▶ _Supplied records_
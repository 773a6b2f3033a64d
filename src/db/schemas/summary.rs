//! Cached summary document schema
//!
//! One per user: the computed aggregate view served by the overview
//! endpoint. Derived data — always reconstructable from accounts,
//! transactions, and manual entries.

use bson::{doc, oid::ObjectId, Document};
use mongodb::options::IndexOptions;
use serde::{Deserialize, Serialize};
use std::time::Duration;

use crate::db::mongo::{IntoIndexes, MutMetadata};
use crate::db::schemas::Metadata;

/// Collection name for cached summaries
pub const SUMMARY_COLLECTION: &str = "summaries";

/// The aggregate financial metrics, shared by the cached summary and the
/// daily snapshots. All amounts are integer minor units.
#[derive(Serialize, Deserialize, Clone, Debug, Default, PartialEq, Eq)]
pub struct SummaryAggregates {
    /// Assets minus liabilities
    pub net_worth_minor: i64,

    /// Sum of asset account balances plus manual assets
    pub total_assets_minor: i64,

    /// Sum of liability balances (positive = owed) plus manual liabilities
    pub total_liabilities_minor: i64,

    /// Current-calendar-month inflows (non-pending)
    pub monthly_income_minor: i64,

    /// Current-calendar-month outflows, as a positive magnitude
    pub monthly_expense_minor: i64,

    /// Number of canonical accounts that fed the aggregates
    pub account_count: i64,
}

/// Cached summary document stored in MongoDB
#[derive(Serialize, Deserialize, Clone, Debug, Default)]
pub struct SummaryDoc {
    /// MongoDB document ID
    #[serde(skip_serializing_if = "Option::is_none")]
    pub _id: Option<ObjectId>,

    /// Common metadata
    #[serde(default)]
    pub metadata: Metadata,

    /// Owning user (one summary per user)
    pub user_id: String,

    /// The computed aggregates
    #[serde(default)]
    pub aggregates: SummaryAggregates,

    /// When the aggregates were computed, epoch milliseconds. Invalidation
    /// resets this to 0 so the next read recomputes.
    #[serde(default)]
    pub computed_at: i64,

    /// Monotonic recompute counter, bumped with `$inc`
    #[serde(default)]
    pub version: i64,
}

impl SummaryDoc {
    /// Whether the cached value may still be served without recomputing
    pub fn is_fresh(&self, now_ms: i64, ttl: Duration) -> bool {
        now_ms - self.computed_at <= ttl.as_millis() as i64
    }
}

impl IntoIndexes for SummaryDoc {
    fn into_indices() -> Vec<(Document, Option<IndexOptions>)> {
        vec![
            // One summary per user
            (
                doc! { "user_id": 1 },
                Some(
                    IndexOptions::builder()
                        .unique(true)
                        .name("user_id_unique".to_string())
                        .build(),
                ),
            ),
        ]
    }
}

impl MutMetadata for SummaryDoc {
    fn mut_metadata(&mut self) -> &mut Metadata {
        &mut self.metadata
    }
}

* * *

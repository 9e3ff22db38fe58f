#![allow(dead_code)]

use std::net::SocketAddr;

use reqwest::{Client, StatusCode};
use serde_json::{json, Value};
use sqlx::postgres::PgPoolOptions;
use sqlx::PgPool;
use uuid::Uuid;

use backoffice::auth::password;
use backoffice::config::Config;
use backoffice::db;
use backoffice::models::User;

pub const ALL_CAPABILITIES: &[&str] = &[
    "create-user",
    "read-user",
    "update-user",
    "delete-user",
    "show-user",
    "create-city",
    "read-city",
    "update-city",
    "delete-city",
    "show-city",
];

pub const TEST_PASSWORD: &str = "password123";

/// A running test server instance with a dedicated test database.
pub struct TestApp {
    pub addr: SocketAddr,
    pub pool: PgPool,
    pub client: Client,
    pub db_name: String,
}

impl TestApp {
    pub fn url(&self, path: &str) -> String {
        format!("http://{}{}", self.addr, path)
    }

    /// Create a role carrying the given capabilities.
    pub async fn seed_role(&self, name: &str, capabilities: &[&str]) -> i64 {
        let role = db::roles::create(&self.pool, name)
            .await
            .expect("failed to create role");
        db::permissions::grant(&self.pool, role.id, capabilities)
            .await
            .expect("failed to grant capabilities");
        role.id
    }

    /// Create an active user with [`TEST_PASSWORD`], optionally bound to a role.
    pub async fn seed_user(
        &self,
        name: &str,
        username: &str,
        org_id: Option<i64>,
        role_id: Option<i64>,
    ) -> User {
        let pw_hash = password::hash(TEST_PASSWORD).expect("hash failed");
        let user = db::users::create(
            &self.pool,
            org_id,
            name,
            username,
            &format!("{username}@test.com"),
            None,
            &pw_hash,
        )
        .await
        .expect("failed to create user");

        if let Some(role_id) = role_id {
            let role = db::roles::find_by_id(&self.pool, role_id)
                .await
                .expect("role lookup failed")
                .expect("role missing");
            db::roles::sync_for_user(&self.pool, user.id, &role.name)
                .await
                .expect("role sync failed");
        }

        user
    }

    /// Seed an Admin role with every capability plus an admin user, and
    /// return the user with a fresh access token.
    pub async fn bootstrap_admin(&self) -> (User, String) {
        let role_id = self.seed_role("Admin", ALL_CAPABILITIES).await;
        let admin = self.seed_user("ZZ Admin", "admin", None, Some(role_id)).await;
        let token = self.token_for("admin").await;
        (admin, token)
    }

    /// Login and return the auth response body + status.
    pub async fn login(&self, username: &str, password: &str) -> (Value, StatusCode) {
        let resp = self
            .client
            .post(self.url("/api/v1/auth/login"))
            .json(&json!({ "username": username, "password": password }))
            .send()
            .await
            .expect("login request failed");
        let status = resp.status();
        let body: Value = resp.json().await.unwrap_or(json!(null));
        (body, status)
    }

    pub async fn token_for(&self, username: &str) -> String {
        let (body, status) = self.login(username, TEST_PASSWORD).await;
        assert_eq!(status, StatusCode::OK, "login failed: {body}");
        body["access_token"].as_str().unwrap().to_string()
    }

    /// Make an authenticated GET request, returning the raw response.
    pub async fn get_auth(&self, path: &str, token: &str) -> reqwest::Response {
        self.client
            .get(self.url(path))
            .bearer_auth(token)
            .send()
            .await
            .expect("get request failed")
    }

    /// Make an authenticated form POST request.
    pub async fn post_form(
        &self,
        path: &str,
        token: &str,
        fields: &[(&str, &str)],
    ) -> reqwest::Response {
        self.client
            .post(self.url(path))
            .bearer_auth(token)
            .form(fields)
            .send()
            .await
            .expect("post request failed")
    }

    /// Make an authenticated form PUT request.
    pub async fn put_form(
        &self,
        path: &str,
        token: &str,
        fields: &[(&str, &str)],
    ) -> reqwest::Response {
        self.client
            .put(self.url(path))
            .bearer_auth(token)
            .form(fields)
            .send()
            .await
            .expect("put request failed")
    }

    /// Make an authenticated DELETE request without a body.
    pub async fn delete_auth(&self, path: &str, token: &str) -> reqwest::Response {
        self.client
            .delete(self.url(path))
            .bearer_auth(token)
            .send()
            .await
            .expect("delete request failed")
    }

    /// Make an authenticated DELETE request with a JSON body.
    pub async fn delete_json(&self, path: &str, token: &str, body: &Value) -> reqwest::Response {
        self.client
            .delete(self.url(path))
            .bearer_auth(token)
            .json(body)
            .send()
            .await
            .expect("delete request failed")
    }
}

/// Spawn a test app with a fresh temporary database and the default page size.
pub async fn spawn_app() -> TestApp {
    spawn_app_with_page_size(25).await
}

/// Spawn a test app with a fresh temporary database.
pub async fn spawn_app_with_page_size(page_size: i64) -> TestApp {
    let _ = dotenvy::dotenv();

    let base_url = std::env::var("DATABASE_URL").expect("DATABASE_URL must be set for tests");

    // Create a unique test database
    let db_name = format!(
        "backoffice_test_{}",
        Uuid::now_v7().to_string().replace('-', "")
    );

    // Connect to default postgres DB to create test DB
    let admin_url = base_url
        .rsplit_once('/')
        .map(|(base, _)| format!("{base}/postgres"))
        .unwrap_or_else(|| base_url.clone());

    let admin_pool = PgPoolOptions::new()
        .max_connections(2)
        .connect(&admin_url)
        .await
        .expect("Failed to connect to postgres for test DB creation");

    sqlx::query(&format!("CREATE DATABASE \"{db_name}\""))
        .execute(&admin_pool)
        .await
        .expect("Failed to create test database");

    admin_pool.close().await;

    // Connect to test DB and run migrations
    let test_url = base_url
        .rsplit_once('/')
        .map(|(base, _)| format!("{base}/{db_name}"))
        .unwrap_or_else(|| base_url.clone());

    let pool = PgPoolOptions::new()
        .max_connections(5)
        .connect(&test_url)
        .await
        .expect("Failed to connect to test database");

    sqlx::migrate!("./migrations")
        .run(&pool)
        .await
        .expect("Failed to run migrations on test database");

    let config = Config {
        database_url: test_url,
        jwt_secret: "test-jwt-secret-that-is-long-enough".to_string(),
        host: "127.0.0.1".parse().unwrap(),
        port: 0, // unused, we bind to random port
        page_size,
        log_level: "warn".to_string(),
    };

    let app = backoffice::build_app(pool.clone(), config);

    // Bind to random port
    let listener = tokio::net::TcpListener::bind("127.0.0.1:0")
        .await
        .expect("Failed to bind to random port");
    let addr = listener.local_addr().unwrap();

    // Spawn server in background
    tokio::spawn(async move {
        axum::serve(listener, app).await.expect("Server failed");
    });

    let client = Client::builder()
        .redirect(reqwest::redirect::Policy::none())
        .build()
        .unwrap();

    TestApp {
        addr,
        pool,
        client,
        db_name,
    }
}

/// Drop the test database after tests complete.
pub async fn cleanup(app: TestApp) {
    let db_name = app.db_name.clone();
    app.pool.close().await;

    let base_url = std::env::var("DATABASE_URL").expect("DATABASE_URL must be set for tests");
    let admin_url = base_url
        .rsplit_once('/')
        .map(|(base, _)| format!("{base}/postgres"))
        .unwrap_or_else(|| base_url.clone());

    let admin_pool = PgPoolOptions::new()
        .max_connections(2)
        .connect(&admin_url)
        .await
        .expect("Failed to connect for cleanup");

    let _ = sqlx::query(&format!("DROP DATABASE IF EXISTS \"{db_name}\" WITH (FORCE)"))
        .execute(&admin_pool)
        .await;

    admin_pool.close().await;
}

▶ _Task item_
From the material above, copy out every line bearing the string "port".

▶ _Final answer_
        port: 0, // unused, we bind to random port
    // Bind to random port
        .expect("Failed to bind to random port");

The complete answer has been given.